* Data extract *

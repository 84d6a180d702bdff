pub mod auth;
pub mod disbursements;
pub mod donors;
pub mod grants;
pub mod reports;
pub mod reviews;
pub mod subgrantees;

pub use auth::AuthApiService;
pub use disbursements::DisbursementApiService;
pub use donors::DonorApiService;
pub use grants::GrantApiService;
pub use reports::ReportApiService;
pub use reviews::ReviewApiService;
pub use subgrantees::SubgranteeApiService;
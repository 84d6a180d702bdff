//! Client error types

use thiserror::Error;

/// Client error types
#[derive(Debug, Error)]
pub enum ApiError {
    /// Network or request error
    #[error("Request failed: {0}")]
    Request(#[from] reqwest::Error),

    /// Server returned an error status
    #[error("Server error {status}: {message}")]
    ServerError { status: u16, message: String },

    /// Authentication failed
    #[error("Authentication failed: {0}")]
    AuthenticationFailed(String),

    /// Access token expired and the refresh token could not recover the session
    #[error("Session expired")]
    SessionExpired,

    /// Resource not found
    #[error("Resource not found: {0}")]
    NotFound(String),

    /// Bad request
    #[error("Bad request: {0}")]
    BadRequest(String),

    /// Forbidden
    #[error("Forbidden: {0}")]
    Forbidden(String),

    /// Serialization/deserialization error
    #[error("Serialization error: {0}")]
    Serialization(#[from] serde_json::Error),

    /// Invalid configuration
    #[error("Invalid configuration: {0}")]
    Configuration(String),
}

impl ApiError {
    /// Create error from HTTP status code
    pub fn from_status(status: reqwest::StatusCode, message: String) -> Self {
        match status.as_u16() {
            400 => Self::BadRequest(message),
            401 => Self::AuthenticationFailed(message),
            403 => Self::Forbidden(message),
            404 => Self::NotFound(message),
            _ => Self::ServerError {
                status: status.as_u16(),
                message,
            },
        }
    }

    /// Whether this error means the current credentials are no longer usable
    pub fn is_auth_expired(&self) -> bool {
        matches!(
            self,
            Self::AuthenticationFailed(_) | Self::SessionExpired
        )
    }
}

#[cfg(test)]
mod tests {
    use super::*;
    use reqwest::StatusCode;

    #[test]
    fn from_status_maps_the_client_errors() {
        assert!(matches!(
            ApiError::from_status(StatusCode::BAD_REQUEST, "x".into()),
            ApiError::BadRequest(_)
        ));
        assert!(matches!(
            ApiError::from_status(StatusCode::UNAUTHORIZED, "x".into()),
            ApiError::AuthenticationFailed(_)
        ));
        assert!(matches!(
            ApiError::from_status(StatusCode::FORBIDDEN, "x".into()),
            ApiError::Forbidden(_)
        ));
        assert!(matches!(
            ApiError::from_status(StatusCode::NOT_FOUND, "x".into()),
            ApiError::NotFound(_)
        ));
        assert!(matches!(
            ApiError::from_status(StatusCode::INTERNAL_SERVER_ERROR, "x".into()),
            ApiError::ServerError { status: 500, .. }
        ));
    }

    #[test]
    fn auth_expiry_covers_both_credential_failures() {
        assert!(ApiError::AuthenticationFailed("expired".into()).is_auth_expired());
        assert!(ApiError::SessionExpired.is_auth_expired());
        assert!(!ApiError::NotFound("missing".into()).is_auth_expired());
    }
}
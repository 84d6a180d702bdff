//! Authenticated request gateway
//!
//! Single choke point for every call to the grants API: attaches the bearer
//! token from the session store, forces the JSON content type, and recovers
//! exactly once from an expired access token by exchanging the refresh token
//! and replaying the original request. A refresh that fails tears the whole
//! session down and invokes the registered expiry handler.

use std::sync::Arc;

use reqwest::header::{self, HeaderValue};
use reqwest::{Client, Method, Response, StatusCode};
use serde::de::DeserializeOwned;
use serde::Serialize;
use tracing::{debug, warn};

use super::options::RequestOptions;
use crate::error::ApiError;
use crate::session::SessionStore;
use crate::types::{RefreshRequest, RefreshResponse};

/// Invoked after the session store has been cleared on unrecoverable
/// authorization failure; the browser layer registers a redirect here
pub type SessionExpiredHandler = dyn Fn() + Send + Sync;

const REFRESH_PATH: &str = "/api/authentication/refresh/";

/// Session-aware API client
#[derive(Clone)]
pub struct AuthGateway {
    client: Client,
    base_url: String,
    store: Arc<dyn SessionStore>,
    // Single-flight: concurrent 401s serialize here so only the first caller
    // exchanges the refresh token.
    refresh_gate: Arc<futures::lock::Mutex<()>>,
    on_session_expired: Option<Arc<SessionExpiredHandler>>,
}

impl AuthGateway {
    pub(crate) fn new(
        client: Client,
        base_url: String,
        store: Arc<dyn SessionStore>,
        on_session_expired: Option<Arc<SessionExpiredHandler>>,
    ) -> Self {
        Self {
            client,
            base_url,
            store,
            refresh_gate: Arc::new(futures::lock::Mutex::new(())),
            on_session_expired,
        }
    }

    /// Get the base URL
    pub fn base_url(&self) -> &str {
        &self.base_url
    }

    /// The session store this gateway reads tokens from
    pub fn store(&self) -> &Arc<dyn SessionStore> {
        &self.store
    }

    /// Issue a request, recovering once from an expired access token.
    ///
    /// The raw response is returned unparsed except in the recovery path,
    /// where the retried response is returned instead, whatever its outcome.
    /// A 400 is logged and passed through; every other status is the
    /// caller's to interpret.
    pub async fn send(&self, path: &str, options: RequestOptions) -> Result<Response, ApiError> {
        let response = self.issue(path, &options).await?;

        match response.status() {
            StatusCode::UNAUTHORIZED => {
                self.recover_access_token().await?;
                self.issue(path, &options).await
            }
            StatusCode::BAD_REQUEST => {
                warn!(path, "request rejected by server-side validation");
                Ok(response)
            }
            _ => Ok(response),
        }
    }

    /// Issue a request and deserialize a successful response.
    ///
    /// Error statuses are drained into the error taxonomy; the body of a 400
    /// is logged here since the raw path cannot read it without consuming it.
    pub async fn execute<T: DeserializeOwned>(
        &self,
        path: &str,
        options: RequestOptions,
    ) -> Result<T, ApiError> {
        let response = self.send(path, options).await?;
        let status = response.status();

        if status.is_success() {
            Ok(response.json().await?)
        } else {
            let message = response.text().await.unwrap_or_else(|_| status.to_string());
            if status == StatusCode::BAD_REQUEST {
                warn!(%message, "validation error");
            }
            Err(ApiError::from_status(status, message))
        }
    }

    /// GET a resource
    pub async fn get<T: DeserializeOwned>(&self, path: &str) -> Result<T, ApiError> {
        self.execute(path, RequestOptions::get()).await
    }

    /// POST a JSON payload
    pub async fn post_json<B: Serialize, T: DeserializeOwned>(
        &self,
        path: &str,
        body: &B,
    ) -> Result<T, ApiError> {
        self.execute(path, RequestOptions::with_json(Method::POST, body)?)
            .await
    }

    /// PUT a JSON payload
    pub async fn put_json<B: Serialize, T: DeserializeOwned>(
        &self,
        path: &str,
        body: &B,
    ) -> Result<T, ApiError> {
        self.execute(path, RequestOptions::with_json(Method::PUT, body)?)
            .await
    }

    /// DELETE a resource; tolerates an empty response body
    pub async fn delete(&self, path: &str) -> Result<(), ApiError> {
        let response = self
            .send(path, RequestOptions::method(Method::DELETE))
            .await?;
        let status = response.status();

        if status.is_success() {
            Ok(())
        } else {
            let message = response.text().await.unwrap_or_else(|_| status.to_string());
            Err(ApiError::from_status(status, message))
        }
    }

    async fn issue(&self, path: &str, options: &RequestOptions) -> Result<Response, ApiError> {
        let url = format!("{}{}", self.base_url, path);
        let method = options.method.clone().unwrap_or(Method::GET);

        // Caller headers first; the two forced defaults always win.
        let mut headers = options.headers.clone();
        headers.insert(
            header::CONTENT_TYPE,
            HeaderValue::from_static("application/json"),
        );
        if let Some(token) = self.store.access_token() {
            let bearer = HeaderValue::from_str(&format!("Bearer {token}")).map_err(|_| {
                ApiError::Configuration("access token is not a valid header value".into())
            })?;
            headers.insert(header::AUTHORIZATION, bearer);
        }

        let mut request = self.client.request(method, url).headers(headers);
        if let Some(body) = options.body.clone() {
            request = request.body(body.into_text()?);
        }
        #[cfg(not(target_arch = "wasm32"))]
        if let Some(timeout) = options.timeout {
            request = request.timeout(timeout);
        }

        Ok(request.send().await?)
    }

    /// Exchange the refresh token for a new access token.
    ///
    /// Callers that lose the single-flight race reuse the token the winner
    /// stored instead of spending the refresh token again.
    async fn recover_access_token(&self) -> Result<String, ApiError> {
        let observed = self.store.access_token();
        let _flight = self.refresh_gate.lock().await;

        if let Some(current) = self.store.access_token() {
            if observed.as_deref() != Some(current.as_str()) {
                debug!("access token already refreshed by a concurrent request");
                return Ok(current);
            }
        }

        let Some(refresh) = self.store.refresh_token() else {
            return Err(self.expire_session());
        };

        let url = format!("{}{REFRESH_PATH}", self.base_url);
        let response = self
            .client
            .post(url)
            .json(&RefreshRequest { refresh })
            .send()
            .await?;

        if !response.status().is_success() {
            return Err(self.expire_session());
        }

        match response.json::<RefreshResponse>().await {
            Ok(refreshed) => {
                // The refresh token stays as issued at login.
                self.store.set_access_token(&refreshed.access);
                Ok(refreshed.access)
            }
            Err(_) => Err(self.expire_session()),
        }
    }

    fn expire_session(&self) -> ApiError {
        warn!("token refresh failed, tearing down session");
        self.store.clear();
        if let Some(handler) = &self.on_session_expired {
            handler();
        }
        ApiError::SessionExpired
    }
}
//! Disbursement API service

use grantflow_http::types::{Disbursement, DisbursementPayload, Paginated};

use crate::client::gateway;

/// Disbursement API service
#[derive(Clone)]
pub struct DisbursementApiService;

impl DisbursementApiService {
    /// Create a new disbursement API service
    pub fn new() -> Self {
        Self
    }

    /// List all disbursements
    pub async fn list(&self) -> Result<Paginated<Disbursement>, String> {
        let gateway = gateway().map_err(|e| format!("Failed to get client: {e}"))?;
        gateway
            .list_disbursements()
            .await
            .map_err(|e| e.to_string())
    }

    /// List disbursements released against one application
    pub async fn list_for_application(
        &self,
        application: i64,
    ) -> Result<Paginated<Disbursement>, String> {
        let gateway = gateway().map_err(|e| format!("Failed to get client: {e}"))?;
        gateway
            .list_application_disbursements(application)
            .await
            .map_err(|e| e.to_string())
    }

    /// Record a disbursement; eligibility is enforced server-side
    pub async fn create(&self, payload: DisbursementPayload) -> Result<Disbursement, String> {
        let gateway = gateway().map_err(|e| format!("Failed to get client: {e}"))?;
        gateway
            .create_disbursement(&payload)
            .await
            .map_err(|e| e.to_string())
    }
}

impl Default for DisbursementApiService {
    fn default() -> Self {
        Self::new()
    }
}
//! Global authentication context and provider

use std::rc::Rc;

use grantflow_http::types::UserProfile;
use grantflow_http::{Session, SessionStore};
use yew::prelude::*;

use crate::session::BrowserSessionStore;

/// Authentication context data
#[derive(Clone, Debug, PartialEq)]
pub struct AuthContextData {
    pub user: Option<UserProfile>,
    pub is_authenticated: bool,
    pub is_loading: bool,
    pub error: Option<String>,
}

/// Authentication context actions
pub enum AuthAction {
    Login(Session),
    Logout,
    SessionExpired,
    SetLoading(bool),
}

/// Authentication context
pub type AuthContext = UseReducerHandle<AuthContextData>;

impl Default for AuthContextData {
    fn default() -> Self {
        Self {
            user: None,
            is_authenticated: false,
            is_loading: true, // Start with loading to check localStorage
            error: None,
        }
    }
}

impl Reducible for AuthContextData {
    type Action = AuthAction;

    fn reduce(self: Rc<Self>, action: Self::Action) -> Rc<Self> {
        let store = BrowserSessionStore::new();
        match action {
            AuthAction::Login(session) => {
                let user = session.user.clone();
                store.set_session(session);

                Rc::new(Self {
                    user,
                    is_authenticated: true,
                    is_loading: false,
                    error: None,
                })
            }
            AuthAction::Logout => {
                store.clear();

                Rc::new(Self {
                    user: None,
                    is_authenticated: false,
                    is_loading: false,
                    error: None,
                })
            }
            AuthAction::SessionExpired => {
                // The gateway already cleared storage; mirror it in UI state.
                Rc::new(Self {
                    user: None,
                    is_authenticated: false,
                    is_loading: false,
                    error: Some("Your session has expired. Please log in again.".to_string()),
                })
            }
            AuthAction::SetLoading(is_loading) => Rc::new(Self {
                is_loading,
                ..(*self).clone()
            }),
        }
    }
}

/// Auth provider props
#[derive(Properties, PartialEq)]
pub struct AuthProviderProps {
    pub children: Children,
}

/// Auth provider component
#[function_component(AuthProvider)]
pub fn auth_provider(props: &AuthProviderProps) -> Html {
    let auth_state = use_reducer(AuthContextData::default);

    // Route gateway expiry notifications into the context
    {
        let auth_state = auth_state.clone();
        use_effect_with((), move |_| {
            let auth_state = auth_state.clone();
            super::error_handler::set_session_expired_callback(Rc::new(move || {
                auth_state.dispatch(AuthAction::SessionExpired);
            }));

            // Cleanup on unmount
            super::error_handler::clear_session_expired_callback
        });
    }

    // Load auth state from localStorage on mount
    {
        let auth_state = auth_state.clone();
        use_effect_with((), move |_| {
            let store = BrowserSessionStore::new();
            match (store.access_token(), store.refresh_token()) {
                (Some(access_token), Some(refresh_token)) => {
                    auth_state.dispatch(AuthAction::Login(Session {
                        access_token,
                        refresh_token,
                        user: store.user(),
                    }));
                }
                _ => auth_state.dispatch(AuthAction::SetLoading(false)),
            }
        });
    }

    html! {
        <ContextProvider<AuthContext> context={auth_state}>
            {props.children.clone()}
        </ContextProvider<AuthContext>>
    }
}

/// Hook to use auth context
#[hook]
pub fn use_auth() -> AuthContext {
    use_context::<AuthContext>()
        .expect("AuthContext not found. Make sure to wrap your component with AuthProvider")
}

/// Hook to get current user profile
#[hook]
pub fn use_auth_state() -> Option<UserProfile> {
    let auth = use_auth();
    auth.user.clone()
}

/// Hook to check if authenticated
#[hook]
pub fn use_is_authenticated() -> bool {
    let auth = use_auth();
    auth.is_authenticated
}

* Problem statement *
Above is a listing; print exactly its lines from the one with "use crate::client::gateway;" through the one with "pub async fn create(&self, payload: DisbursementPayload)", and no other lines.

* Task solution *
use crate::client::gateway;

/// Disbursement API service
#[derive(Clone)]
pub struct DisbursementApiService;

impl DisbursementApiService {
    /// Create a new disbursement API service
    pub fn new() -> Self {
        Self
    }

    /// List all disbursements
    pub async fn list(&self) -> Result<Paginated<Disbursement>, String> {
        let gateway = gateway().map_err(|e| format!("Failed to get client: {e}"))?;
        gateway
            .list_disbursements()
            .await
            .map_err(|e| e.to_string())
    }

    /// List disbursements released against one application
    pub async fn list_for_application(
        &self,
        application: i64,
    ) -> Result<Paginated<Disbursement>, String> {
        let gateway = gateway().map_err(|e| format!("Failed to get client: {e}"))?;
        gateway
            .list_application_disbursements(application)
            .await
            .map_err(|e| e.to_string())
    }

    /// Record a disbursement; eligibility is enforced server-side
    pub async fn create(&self, payload: DisbursementPayload) -> Result<Disbursement, String> {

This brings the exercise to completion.